[Problem to solve]:
Would you output the entries below only from the line containing "let prefix = prefix.into();" through the line containing "in lookup order.", exactly as they stand and with both ends included?

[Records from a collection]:
* * * * * * *
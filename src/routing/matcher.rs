//! Route matching logic.
//!
//! # Responsibilities
//! - Gate the rule space behind the API prefix
//! - Normalize `(method, path)` into registry keys
//!
//! # Design Decisions
//! - Path matching is case-sensitive, method matching is not
//! - Prefixes match on segment boundaries (`/api` does not match `/apiary`)
//! - No regex to guarantee O(n) matching

use std::fmt;

use axum::http::Method;

/// Matches paths under a fixed prefix.
#[derive(Debug, Clone)]
pub struct PathPrefixMatcher {
    prefix: String,
}

impl PathPrefixMatcher {
    /// Create a new path prefix matcher. A trailing `/` is ignored.
    pub fn new(prefix: impl Into<String>) -> Self {
        let prefix = prefix.into();
        let trimmed = prefix.trim_end_matches('/');
        Self {
            prefix: trimmed.to_string(),
        }
    }

    pub fn prefix(&self) -> &str {
        &self.prefix
    }

    /// Returns true if `path` lies under the prefix.
    pub fn matches(&self, path: &str) -> bool {
        if self.prefix.is_empty() {
            return path.starts_with('/');
        }
        match path.strip_prefix(self.prefix.as_str()) {
            Some(rest) => rest.is_empty() || rest.starts_with('/'),
            None => false,
        }
    }
}

/// Key a proxy rule is registered under.
#[derive(Debug, Clone, PartialEq, Eq, Hash)]
pub enum RouteKey {
    /// `"<METHOD> <path>"`, method uppercased.
    Exact { method: String, path: String },
    /// Path alone; serves any method with no exact entry.
    Path(String),
}

impl RouteKey {
    pub fn exact(method: &str, path: impl Into<String>) -> Self {
        RouteKey::Exact {
            method: method.to_ascii_uppercase(),
            path: path.into(),
        }
    }

    pub fn path(path: impl Into<String>) -> Self {
        RouteKey::Path(path.into())
    }

    /// Keys tried for an inbound request, in lookup order.
    pub fn candidates(method: &Method, path: &str) -> [RouteKey; 2] {
        [RouteKey::exact(method.as_str(), path), RouteKey::path(path)]
    }
}

impl fmt::Display for RouteKey {
    fn fmt(&self, f: &mut fmt::Formatter<'_>) -> fmt::Result {
        match self {
            RouteKey::Exact { method, path } => write!(f, "{method} {path}"),
            RouteKey::Path(path) => f.write_str(path),
        }
    }
}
* * * * * * *
[Task answer]:
        let prefix = prefix.into();
        let trimmed = prefix.trim_end_matches('/');
        Self {
            prefix: trimmed.to_string(),
        }
    }

    pub fn prefix(&self) -> &str {
        &self.prefix
    }

    /// Returns true if `path` lies under the prefix.
    pub fn matches(&self, path: &str) -> bool {
        if self.prefix.is_empty() {
            return path.starts_with('/');
        }
        match path.strip_prefix(self.prefix.as_str()) {
            Some(rest) => rest.is_empty() || rest.starts_with('/'),
            None => false,
        }
    }
}

/// Key a proxy rule is registered under.
#[derive(Debug, Clone, PartialEq, Eq, Hash)]
pub enum RouteKey {
    /// `"<METHOD> <path>"`, method uppercased.
    Exact { method: String, path: String },
    /// Path alone; serves any method with no exact entry.
    Path(String),
}

impl RouteKey {
    pub fn exact(method: &str, path: impl Into<String>) -> Self {
        RouteKey::Exact {
            method: method.to_ascii_uppercase(),
            path: path.into(),
        }
    }

    pub fn path(path: impl Into<String>) -> Self {
        RouteKey::Path(path.into())
    }

    /// Keys tried for an inbound request, in lookup order.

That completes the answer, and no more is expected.